Nossa Senhora do Pranto

APL 670

Pelas ravinas e quebradas que da serra da Vermelha, também conhecida por serra da Madeira, situada no limite de Cernache do Bonjardim, vão até ao rio Zêzere, ouviam-se e repetiam-se, de dia e de noite, ais magoados.
 O povo andava assustado.
 São Guilherme de Pavia, que passava muitas vezes por aqueles sítios e ali atravessava o rio, ouviu as queixas das populações.
 Regressando à Corte e tendo-lhe a Rainha Santa Isabel perguntado novidades dos terrenos dela, o santo respondeu-lhe:
 — Real Senhora, anda lá tudo atemorizado com uns gemidos que se ouvem na serra.
 — Não têm que se assustar — disse Santa Isabel — é minha prima que não quer ficar na Serra da Vermelha e deseja passar para as minhas terras.
 De facto, a imagem da Senhora do Pranto, com seu filho ao colo, aparecida no rio e recolhida em pequena ermida na serra, desaparecia para aparecer do outro lado do Zêzere.
 Os moradores de Cernache iam buscá-la mas, durante o trajecto, desaparecia para voltar para a outra margem do rio.
 A Rainha Santa continuou:
 — Vai lá. Os terrenos hão-de estar cobertos de grande orvalhada. No sítio onde não houver orvalho mandarás levantar uma igreja e nela recolherás a imagem.
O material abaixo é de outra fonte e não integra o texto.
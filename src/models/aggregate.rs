use std::fmt;

use serde::Serialize;

/// Mean temperature for one (country, year) group.
#[derive(Debug, Clone, PartialEq, Serialize)]
pub struct YearlyCountryAverage {
    #[serde(rename = "Country")]
    pub country: String,

    #[serde(rename = "Year")]
    pub year: i32,

    #[serde(rename = "AverageTemperature")]
    pub temperature: f64,
}

/// Global mean temperature for one year with derived uncertainty bounds.
#[derive(Debug, Clone, PartialEq, Serialize)]
pub struct GlobalYearlyAverage {
    #[serde(rename = "Year")]
    pub year: i32,

    #[serde(rename = "AverageTemperature")]
    pub temperature: f64,

    #[serde(rename = "AverageTemperatureUncertainty")]
    pub uncertainty: f64,

    #[serde(rename = "UpperBound")]
    pub upper_bound: f64,

    #[serde(rename = "LowerBound")]
    pub lower_bound: f64,
}

impl GlobalYearlyAverage {
    /// Derives the uncertainty bounds from the mean and its reported error.
    pub fn new(year: i32, temperature: f64, uncertainty: f64) -> Self {
        Self {
            year,
            temperature,
            uncertainty,
            upper_bound: temperature + uncertainty,
            lower_bound: temperature - uncertainty,
        }
    }
}

/// Min/max of a temperature column. Reported, never persisted.
#[derive(Debug, Clone, Copy, PartialEq)]
pub struct TemperatureRange {
    pub min: f64,
    pub max: f64,
}

impl fmt::Display for TemperatureRange {
    fn fmt(&self, f: &mut fmt::Formatter<'_>) -> fmt::Result {
        write!(f, "Temperature Range: {}°C to {}°C", self.min, self.max)
    }
}
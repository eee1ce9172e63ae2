//! Renders a single coloured triangle without a window and writes it to a PNG file.

use std::{mem, path::PathBuf, ptr};

use clap::Parser;
use offscreen_egl::{
    egl::{GlAttributes, OffscreenContext},
    gl::{self, ffi, Gl},
};
use tracing::info;

/// Largest accepted framebuffer edge, the common `GL_MAX_TEXTURE_SIZE`
const MAX_SIZE: i64 = 16384;

#[derive(Parser, Debug)]
#[command(author, version, about, long_about = None)]
struct Cli {
    /// OpenGL version to request, at least 3.3
    #[arg(long, default_value = "4.6", value_parser = gl_version_from_string)]
    gl_version: (u8, u8),
    #[arg(long, default_value_t = 300, value_parser = clap::value_parser!(u32).range(1..=MAX_SIZE))]
    width: u32,
    #[arg(long, default_value_t = 300, value_parser = clap::value_parser!(u32).range(1..=MAX_SIZE))]
    height: u32,
    /// Where to write the rendered image
    #[arg(short, long, default_value = "test.png")]
    output: PathBuf,
    /// Request a debug context
    #[arg(long)]
    debug: bool,
}

fn gl_version_from_string(input: &str) -> Result<(u8, u8), String> {
    let (major, minor) = input
        .split_once('.')
        .ok_or_else(|| format!("expected <major>.<minor>, got {:?}", input))?;
    let version = (
        major.parse::<u8>().map_err(|err| err.to_string())?,
        minor.parse::<u8>().map_err(|err| err.to_string())?,
    );
    if version < (3, 3) {
        return Err("OpenGL 3.3 or newer is required".into());
    }
    Ok(version)
}

#[repr(C)]
struct Vertex {
    xy: [f32; 2],
    rgb: [f32; 3],
}

const VERTICES: [Vertex; 3] = [
    Vertex {
        xy: [-0.5, -0.5],
        rgb: [1.0, 0.0, 0.0],
    },
    Vertex {
        xy: [0.5, -0.5],
        rgb: [0.0, 1.0, 0.0],
    },
    Vertex {
        xy: [0.0, 0.75],
        rgb: [0.0, 0.0, 1.0],
    },
];

const VERTEX_SHADER: &str = r#"
layout (location = 0) in vec2 pos;
layout (location = 1) in vec3 col;

smooth out vec3 fragCol;

void main() {
    gl_Position = vec4(pos, 0.0, 1.0);
    fragCol = col;
}
"#;

const FRAGMENT_SHADER: &str = r#"
smooth in vec3 fragCol;

out vec4 outCol;

void main() {
    outCol = vec4(fragCol, 1.0);
}
"#;

fn main() -> Result<(), Box<dyn std::error::Error>> {
    if let Ok(env_filter) = tracing_subscriber::EnvFilter::try_from_default_env() {
        tracing_subscriber::fmt().compact().with_env_filter(env_filter).init();
    } else {
        tracing_subscriber::fmt().compact().init();
    }

    let cli = Cli::parse();
    let (major, minor) = cli.gl_version;
    let context = OffscreenContext::with_attributes(GlAttributes {
        version: (major, minor),
        debug: cli.debug,
    })?;
    let gl = gl::load(&context)?;
    info!("Rendering {}x{} with OpenGL {}.{}", cli.width, cli.height, major, minor);

    let header = format!("#version {}{}0 core\n", major, minor);
    let pixels = unsafe { render(&gl, cli.width as i32, cli.height as i32, &header)? };

    let mut image = image::RgbaImage::from_raw(cli.width, cli.height, pixels)
        .ok_or("read back buffer does not match the image size")?;
    // GL rows start at the bottom
    image::imageops::flip_vertical_in_place(&mut image);
    image.save(&cli.output)?;
    info!("Wrote {}", cli.output.display());

    Ok(())
}

unsafe fn render(gl: &Gl, width: i32, height: i32, header: &str) -> Result<Vec<u8>, gl::GlError> {
    gl.Viewport(0, 0, width, height);
    gl.ClearColor(0.4, 0.4, 0.4, 1.0);
    gl.PixelStorei(ffi::UNPACK_ALIGNMENT, 1);
    gl.PixelStorei(ffi::PACK_ALIGNMENT, 1);

    let mut tex = 0;
    gl.GenTextures(1, &mut tex);
    gl.BindTexture(ffi::TEXTURE_2D, tex);
    gl.TexImage2D(
        ffi::TEXTURE_2D,
        0,
        ffi::RGBA as i32,
        width,
        height,
        0,
        ffi::RGBA,
        ffi::UNSIGNED_BYTE,
        ptr::null(),
    );
    gl.TexParameteri(ffi::TEXTURE_2D, ffi::TEXTURE_MIN_FILTER, ffi::LINEAR as i32);
    gl.TexParameteri(ffi::TEXTURE_2D, ffi::TEXTURE_MAG_FILTER, ffi::LINEAR as i32);
    gl.BindTexture(ffi::TEXTURE_2D, 0);

    let mut fbo = 0;
    gl.GenFramebuffers(1, &mut fbo);
    gl.BindFramebuffer(ffi::FRAMEBUFFER, fbo);
    gl.FramebufferTexture2D(ffi::FRAMEBUFFER, ffi::COLOR_ATTACHMENT0, ffi::TEXTURE_2D, tex, 0);

    let mut vao = 0;
    gl.GenVertexArrays(1, &mut vao);
    gl.BindVertexArray(vao);

    let mut vbo = 0;
    gl.GenBuffers(1, &mut vbo);
    gl.BindBuffer(ffi::ARRAY_BUFFER, vbo);
    gl.BufferData(
        ffi::ARRAY_BUFFER,
        mem::size_of_val(&VERTICES) as isize,
        VERTICES.as_ptr() as *const _,
        ffi::STATIC_DRAW,
    );
    let stride = mem::size_of::<Vertex>() as i32;
    gl.EnableVertexAttribArray(0);
    gl.VertexAttribPointer(0, 2, ffi::FLOAT, ffi::FALSE, stride, ptr::null());
    gl.EnableVertexAttribArray(1);
    gl.VertexAttribPointer(
        1,
        3,
        ffi::FLOAT,
        ffi::FALSE,
        stride,
        mem::size_of::<[f32; 2]>() as *const _,
    );
    gl.BindBuffer(ffi::ARRAY_BUFFER, 0);

    let vertex = gl::compile_shader(gl, ffi::VERTEX_SHADER, &format!("{}{}", header, VERTEX_SHADER))?;
    let fragment = match gl::compile_shader(gl, ffi::FRAGMENT_SHADER, &format!("{}{}", header, FRAGMENT_SHADER)) {
        Ok(fragment) => fragment,
        Err(err) => {
            gl.DeleteShader(vertex);
            return Err(err);
        }
    };
    let program = gl::link_program(gl, &[vertex, fragment]);
    gl.DeleteShader(vertex);
    gl.DeleteShader(fragment);
    let program = program?;

    gl.UseProgram(program);
    gl.Clear(ffi::COLOR_BUFFER_BIT);
    gl.DrawArrays(ffi::TRIANGLES, 0, 3);

    let mut pixels = vec![0u8; width as usize * height as usize * 4];
    gl.BindTexture(ffi::TEXTURE_2D, tex);
    gl.GetTexImage(
        ffi::TEXTURE_2D,
        0,
        ffi::RGBA,
        ffi::UNSIGNED_BYTE,
        pixels.as_mut_ptr() as *mut _,
    );
    gl.BindTexture(ffi::TEXTURE_2D, 0);

    gl.UseProgram(0);
    gl.DeleteProgram(program);
    gl.DeleteBuffers(1, &vbo);
    gl.DeleteVertexArrays(1, &vao);
    gl.BindFramebuffer(ffi::FRAMEBUFFER, 0);
    gl.DeleteFramebuffers(1, &fbo);
    gl.DeleteTextures(1, &tex);

    Ok(pixels)
}
#![allow(missing_docs)]

use super::Error;
use libc::{c_char, c_long, c_void};
use libloading::Library;
use once_cell::sync::OnceCell;
use std::{borrow::Cow, ffi::CStr, ptr};
use tracing::{debug, error, info, warn};

pub type khronos_utime_nanoseconds_t = khronos_uint64_t;
pub type khronos_uint64_t = u64;
pub type khronos_ssize_t = c_long;
pub type EGLint = i32;
pub type EGLchar = c_char;
pub type EGLLabelKHR = *const c_void;
pub type EGLNativeDisplayType = NativeDisplayType;
pub type EGLNativePixmapType = NativePixmapType;
pub type EGLNativeWindowType = NativeWindowType;
pub type NativeDisplayType = *const c_void;
pub type NativePixmapType = *const c_void;
pub type NativeWindowType = *const c_void;

/// `EGL_DEFAULT_DISPLAY`
pub const DEFAULT_DISPLAY: NativeDisplayType = ptr::null();

const LIBEGL_NAME: &str = "libEGL.so.1";

/// Module containing raw egl function bindings
#[allow(clippy::all, missing_debug_implementations)]
pub mod egl {
    use super::*;

    include!(concat!(env!("OUT_DIR"), "/egl_bindings.rs"));

    // EGL_KHR_debug, not covered by the generated bindings
    pub const DEBUG_MSG_CRITICAL_KHR: types::EGLenum = 0x33B9;
    pub const DEBUG_MSG_ERROR_KHR: types::EGLenum = 0x33BA;
    pub const DEBUG_MSG_WARN_KHR: types::EGLenum = 0x33BB;
    pub const DEBUG_MSG_INFO_KHR: types::EGLenum = 0x33BC;

    pub type EGLDEBUGPROCKHR = Option<
        extern "system" fn(
            error: types::EGLenum,
            command: *const EGLchar,
            id: EGLint,
            thread: EGLLabelKHR,
            obj: EGLLabelKHR,
            message: *const EGLchar,
        ),
    >;

    pub type DebugMessageControlKHR =
        unsafe extern "system" fn(EGLDEBUGPROCKHR, *const types::EGLAttrib) -> types::EGLint;
}

use self::egl::types::{EGLBoolean, EGLConfig, EGLContext, EGLDisplay, EGLSurface, EGLenum};

extern "system" fn egl_debug_log(
    severity: EGLenum,
    command: *const EGLchar,
    _id: EGLint,
    _thread: EGLLabelKHR,
    _obj: EGLLabelKHR,
    message: *const EGLchar,
) {
    let _ = std::panic::catch_unwind(move || unsafe {
        let message_utf8 = if !message.is_null() {
            CStr::from_ptr(message).to_string_lossy()
        } else {
            Cow::Borrowed("")
        };
        let command_utf8 = if !command.is_null() {
            CStr::from_ptr(command).to_string_lossy()
        } else {
            Cow::Borrowed("")
        };
        match severity {
            egl::DEBUG_MSG_CRITICAL_KHR | egl::DEBUG_MSG_ERROR_KHR => {
                error!("[EGL] {}: {}", command_utf8, message_utf8)
            }
            egl::DEBUG_MSG_WARN_KHR => warn!("[EGL] {}: {}", command_utf8, message_utf8),
            egl::DEBUG_MSG_INFO_KHR => info!("[EGL] {}: {}", command_utf8, message_utf8),
            _ => debug!("[EGL] {}: {}", command_utf8, message_utf8),
        };
    });
}

/// The subset of EGL entry points the offscreen context is built on.
///
/// All calls report failures through the per-thread error slot read by
/// [`get_error`](EGLEntryPoints::get_error), exactly like the C API.
pub(crate) trait EGLEntryPoints {
    unsafe fn get_display(&self, native: EGLNativeDisplayType) -> EGLDisplay;
    unsafe fn initialize(&self, display: EGLDisplay, major: &mut EGLint, minor: &mut EGLint) -> EGLBoolean;
    unsafe fn choose_config(
        &self,
        display: EGLDisplay,
        attributes: &[EGLint],
        configs: &mut [EGLConfig],
        num_configs: &mut EGLint,
    ) -> EGLBoolean;
    unsafe fn bind_api(&self, api: EGLenum) -> EGLBoolean;
    unsafe fn create_context(&self, display: EGLDisplay, config: EGLConfig, attributes: &[EGLint]) -> EGLContext;
    unsafe fn make_current(
        &self,
        display: EGLDisplay,
        draw: EGLSurface,
        read: EGLSurface,
        context: EGLContext,
    ) -> EGLBoolean;
    unsafe fn get_current_context(&self) -> EGLContext;
    unsafe fn terminate(&self, display: EGLDisplay) -> EGLBoolean;
    unsafe fn query_string(&self, display: EGLDisplay, name: EGLint) -> *const c_char;
    unsafe fn get_proc_address(&self, symbol: &CStr) -> *const c_void;
    /// Reads and clears the last error of the calling thread.
    fn get_error(&self) -> EGLint;
}

/// `libEGL.so.1`, loaded once per process.
pub(crate) struct LibEGL {
    egl: egl::Egl,
    _lib: Library,
}

// The loaded entry points are plain function pointers into a library that is never unloaded.
unsafe impl Send for LibEGL {}
unsafe impl Sync for LibEGL {}

static LIBEGL: OnceCell<LibEGL> = OnceCell::new();

impl LibEGL {
    /// Loads libEGL symbols, if not loaded already.
    pub(crate) fn get() -> Result<&'static LibEGL, Error> {
        LIBEGL.get_or_try_init(|| unsafe { LibEGL::load() })
    }

    unsafe fn load() -> Result<LibEGL, Error> {
        let lib = Library::new(LIBEGL_NAME).map_err(Error::EglNotAvailable)?;
        let egl = egl::Egl::load_with(|sym| match lib.get::<*mut c_void>(sym.as_bytes()) {
            Ok(x) => *x as *const _,
            Err(_) => ptr::null(),
        });

        // Without EGL 1.5 or EGL_EXT_client_extensions this reports EGL_BAD_DISPLAY,
        // which is cleared here so it does not leak into the next checked call.
        let p = egl.QueryString(egl::NO_DISPLAY, egl::EXTENSIONS as i32);
        let _ = egl.GetError();
        let client_extensions = if p.is_null() {
            Vec::new()
        } else {
            split_extensions(CStr::from_ptr(p))
        };
        debug!("EGL No-Display Extensions: {:?}", client_extensions);

        if client_extensions.iter().any(|ext| ext == "EGL_KHR_debug") {
            let control = egl.GetProcAddress(b"eglDebugMessageControlKHR\0".as_ptr() as *const c_char);
            if !control.is_null() {
                let control = std::mem::transmute::<_, egl::DebugMessageControlKHR>(control);
                let debug_attribs = [
                    egl::DEBUG_MSG_CRITICAL_KHR as isize,
                    egl::TRUE as isize,
                    egl::DEBUG_MSG_ERROR_KHR as isize,
                    egl::TRUE as isize,
                    egl::DEBUG_MSG_WARN_KHR as isize,
                    egl::TRUE as isize,
                    egl::DEBUG_MSG_INFO_KHR as isize,
                    egl::TRUE as isize,
                    egl::NONE as isize,
                ];
                // we do not check for success, because there is not much we can do otherwise.
                control(Some(egl_debug_log), debug_attribs.as_ptr());
                let _ = egl.GetError();
            }
        }

        Ok(LibEGL { egl, _lib: lib })
    }
}

impl EGLEntryPoints for LibEGL {
    unsafe fn get_display(&self, native: EGLNativeDisplayType) -> EGLDisplay {
        self.egl.GetDisplay(native)
    }

    unsafe fn initialize(&self, display: EGLDisplay, major: &mut EGLint, minor: &mut EGLint) -> EGLBoolean {
        self.egl.Initialize(display, major, minor)
    }

    unsafe fn choose_config(
        &self,
        display: EGLDisplay,
        attributes: &[EGLint],
        configs: &mut [EGLConfig],
        num_configs: &mut EGLint,
    ) -> EGLBoolean {
        self.egl.ChooseConfig(
            display,
            attributes.as_ptr(),
            configs.as_mut_ptr(),
            configs.len() as EGLint,
            num_configs,
        )
    }

    unsafe fn bind_api(&self, api: EGLenum) -> EGLBoolean {
        self.egl.BindAPI(api)
    }

    unsafe fn create_context(&self, display: EGLDisplay, config: EGLConfig, attributes: &[EGLint]) -> EGLContext {
        self.egl
            .CreateContext(display, config, egl::NO_CONTEXT, attributes.as_ptr())
    }

    unsafe fn make_current(
        &self,
        display: EGLDisplay,
        draw: EGLSurface,
        read: EGLSurface,
        context: EGLContext,
    ) -> EGLBoolean {
        self.egl.MakeCurrent(display, draw, read, context)
    }

    unsafe fn get_current_context(&self) -> EGLContext {
        self.egl.GetCurrentContext()
    }

    unsafe fn terminate(&self, display: EGLDisplay) -> EGLBoolean {
        self.egl.Terminate(display)
    }

    unsafe fn query_string(&self, display: EGLDisplay, name: EGLint) -> *const c_char {
        self.egl.QueryString(display, name)
    }

    unsafe fn get_proc_address(&self, symbol: &CStr) -> *const c_void {
        self.egl.GetProcAddress(symbol.as_ptr()) as *const c_void
    }

    fn get_error(&self) -> EGLint {
        unsafe { self.egl.GetError() }
    }
}

pub(crate) fn split_extensions(list: &CStr) -> Vec<String> {
    list.to_string_lossy()
        .split(' ')
        .filter(|ext| !ext.is_empty())
        .map(|ext| ext.to_string())
        .collect()
}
E verás como deixam de ouvir-se os ais, e o povo sossega.
 Assim foi.
 Edificada nova capela em Domes, em sítio pitoresco, em frente da serra da Vermelha, Nossa Senhora do Pranto lá ficou para sempre, e lá continua a ser venerada pelos fiéis de uma e outra margem do rio que, todos os anos, nos três dias do Espírito Santo, se juntam aos milhares para realizarem curiosos círios, cumprirem promessas e cantarem, entre outras, as seguintes quadras:

— Nossa Senhora do Pranto,
Dizei-me onde morais,
— Moro ao cimo de Domes,
Defronte dos Arraçais (1)

Nossa Senhora do Pranto,
Vosso caminho pedras tem;
Se não fossem os milagres,
Já cá não vinha ninguém.

Nossa Senhora do Pranto
Escreveu cartas à da Guia (2)
A mandar pra lá dizer
Os milagres que fazia.

Nossa Senhora do Pranto
Tem a porta de loureiro;
Bem pudera tê-la de ouro,
Que ela sempre tem dinheiro.

Nossa Senhora do Pranto
Tem o terreiro varrido;
Este ano está de relva,
Para o ano dará trigo.

Nossa Senhora do Pranto
Chora que se ouve nos Cabaços (3);
Tem o seu filho morto
Deitadinho nos braços.

Nossa Senhora do Pranto,
Tanto lhe tenho pedido
Que me livre o meu amor
Que está nas sortes metido.

Nossa Senhora do Pranto
É minha Mãe e Madrinha,
Tanto lhe tenho pedido
Que guarde a afilhadinha.

Nossa Senhora do Pranto
Já lá vai igreja acima;
Leva um cacho na mão,
Traz gente na vindima.

Nossa Senhora do Pranto,
À sua porta lho digo:
Não volto cá para o ano
Sem trazer amores comigo.

Foste à Senhora do Pranto,
Nem uma flor me trouxeste,
Pró ano, quando lá for,
Farei como tu fizeste.

Adeus, vila de Domes,
Adeus, rua d’Além,
Adeus, Senhora do Pranto,
Até pró ano que vem.

Nossa Senhora do Pranto.
Vou dar-lhe a despedida;
Ou será por pouco tempo
Ou será pra toda a vida.
 
(1) Ou Arreçários, corrupção de Ressaios.
(2) Venerada em Avelar, do concelho de Ansião.
(3) Povoação do concelho de Alvaiázere, a 9 quilómetros de Dornes.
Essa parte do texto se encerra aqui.